Artificial intelligence (AI) is the driving force of digital transformation. It helps organisations work smarter, reduce operational costs, and provide a more personalised customer experience. And AI for small businesses has significantly unlocked new avenues for growth in the area of small business, from machine learning algorithms to automated systems.
The opportunities to use AI to target and generate leads, to use AI scheduling tools to manage social media, and to leverage AI in marketing in a way to target specific audiences and personalise content are huge! But with great power comes great responsibility.
Key Ethical Concerns in AI Adoption
- Data Privacy and Consent
AI systems are inherently data-hungry. Businesses are required to collect data in an ethical manner and adhere to privacy legislation such as the General Data Protection Regulation (GDPR) and the California Consumer Privacy Act (CCPA). It is critical that businesses explain to affected consumers how their data is collected, used, and stored when using AI tools and software to automate decision-making or analyse customer preferences.
- Bias in Machine Learning Models
Machine learning algorithms are trained on past data. This data may have a historical bias, which is “invisible.” Such biases can lead to discriminatory action, particularly in decision-making in hiring, lending, and marketing. Businesses should conduct regular auditing of their AI models to assess training data, equity, and fairness to avoid simply perpetuating societal inequities through their AI.

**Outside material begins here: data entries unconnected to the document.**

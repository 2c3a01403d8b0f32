/// Draw capability attached to a scene node.
///
/// The pipeline only needs one kind of dispatch from a scene node: "does it
/// implement this draw phase, and if so call it". A `Drawable` declares the
/// phases it implements through `draw_functions()`; the node copies that mask
/// when the drawable is attached and scene renderer passes skip everything
/// the mask does not name.

use glam::Mat4;
use crate::error::Result;
use crate::math::AABB;
use crate::renderer::{IndexedDraw, PrimitiveType, Renderer};
use crate::visibility::VisNodeRef;
use super::scene_node::{DrawFunctionFlags, SceneNode};

/// Draw callbacks of a scene node
///
/// Every callback receives the backend, the owning node and, when drawn
/// from a visibility tree, the node's `VisNodeRef` carrying its world and
/// camera-relative matrices. All callbacks default to doing nothing.
pub trait Drawable: Send + Sync {
    /// Phases this drawable implements
    fn draw_functions(&self) -> DrawFunctionFlags;

    /// Bounding box in the node's local space (`None` = never culled)
    fn local_bounding_box(&self) -> Option<AABB> {
        None
    }

    fn draw_pre(&self, _renderer: &mut dyn Renderer, _node: &SceneNode, _vis: Option<VisNodeRef<'_>>) -> Result<()> {
        Ok(())
    }

    fn draw_solid(&self, _renderer: &mut dyn Renderer, _node: &SceneNode, _vis: Option<VisNodeRef<'_>>) -> Result<()> {
        Ok(())
    }

    fn draw_transparent(&self, _renderer: &mut dyn Renderer, _node: &SceneNode, _vis: Option<VisNodeRef<'_>>) -> Result<()> {
        Ok(())
    }

    fn draw_post(&self, _renderer: &mut dyn Renderer, _node: &SceneNode, _vis: Option<VisNodeRef<'_>>) -> Result<()> {
        Ok(())
    }

    fn draw_debug(&self, _renderer: &mut dyn Renderer, _node: &SceneNode, _vis: Option<VisNodeRef<'_>>) -> Result<()> {
        Ok(())
    }
}

// ===== PRIMITIVE BATCH =====

/// Geometry range submitted by a `PrimitiveDrawable`
#[derive(Debug, Clone, Copy, PartialEq)]
pub enum PrimitiveRange {
    Vertices { start_vertex: u32, num_vertices: u32 },
    Indexed(IndexedDraw),
}

/// Minimal drawable submitting one primitive range from buffers the
/// application bound beforehand, either in the solid or in the transparent
/// phase.
///
/// Loads the VisNode world matrix into the `World` slot first; without a
/// VisNode the node's local matrix is used.
#[derive(Debug, Clone)]
pub struct PrimitiveDrawable {
    primitive: PrimitiveType,
    range: PrimitiveRange,
    instances: u32,
    transparent: bool,
    bounding_box: Option<AABB>,
}

impl PrimitiveDrawable {
    pub fn new(primitive: PrimitiveType, range: PrimitiveRange) -> Self {
        Self {
            primitive,
            range,
            instances: 1,
            transparent: false,
            bounding_box: None,
        }
    }

    /// Draw `instances` copies (1 = plain draw call)
    pub fn with_instances(mut self, instances: u32) -> Self {
        self.instances = instances.max(1);
        self
    }

    /// Draw in the transparent phase instead of the solid one
    pub fn with_transparency(mut self, transparent: bool) -> Self {
        self.transparent = transparent;
        self
    }

    pub fn with_bounding_box(mut self, bounding_box: AABB) -> Self {
        self.bounding_box = Some(bounding_box);
        self
    }

    fn submit(&self, renderer: &mut dyn Renderer, node: &SceneNode, vis: Option<VisNodeRef<'_>>) -> Result<()> {
        let world: Mat4 = match vis {
            Some(vis) => vis.world_matrix(),
            None => node.local_matrix(),
        };
        renderer.set_transform(crate::renderer::TransformSlot::World, &world);

        match (self.range, self.instances) {
            (PrimitiveRange::Vertices { start_vertex, num_vertices }, 1) => {
                renderer.draw_primitives(self.primitive, start_vertex, num_vertices)
            }
            (PrimitiveRange::Vertices { start_vertex, num_vertices }, n) => {
                renderer.draw_primitives_instanced(self.primitive, start_vertex, num_vertices, n)
            }
            (PrimitiveRange::Indexed(draw), 1) => {
                renderer.draw_indexed_primitives(self.primitive, draw)
            }
            (PrimitiveRange::Indexed(draw), n) => {
                renderer.draw_indexed_primitives_instanced(self.primitive, draw, n)
            }
        }
    }
}

impl Drawable for PrimitiveDrawable {
    fn draw_functions(&self) -> DrawFunctionFlags {
        if self.transparent { DrawFunctionFlags::TRANSPARENT } else { DrawFunctionFlags::SOLID }
    }

    fn local_bounding_box(&self) -> Option<AABB> {
        self.bounding_box
    }

    fn draw_solid(&self, renderer: &mut dyn Renderer, node: &SceneNode, vis: Option<VisNodeRef<'_>>) -> Result<()> {
        self.submit(renderer, node, vis)
    }

    fn draw_transparent(&self, renderer: &mut dyn Renderer, node: &SceneNode, vis: Option<VisNodeRef<'_>>) -> Result<()> {
        self.submit(renderer, node, vis)
    }
}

- Transparency and Explainability
Many AI models can be thought of, at times, as “black boxes” that process information and render decisions without elucidating rationale. The situation can be particularly problematic when the decision-making of AI determines life-altering results such as accepting loans or building shortlists for hiring and requesting interviews. Proponents of explainable AI promote measures of transparency when using artificial intelligence in making decisions. These accountability measures can also help build trust among stakeholders as it relates to AI.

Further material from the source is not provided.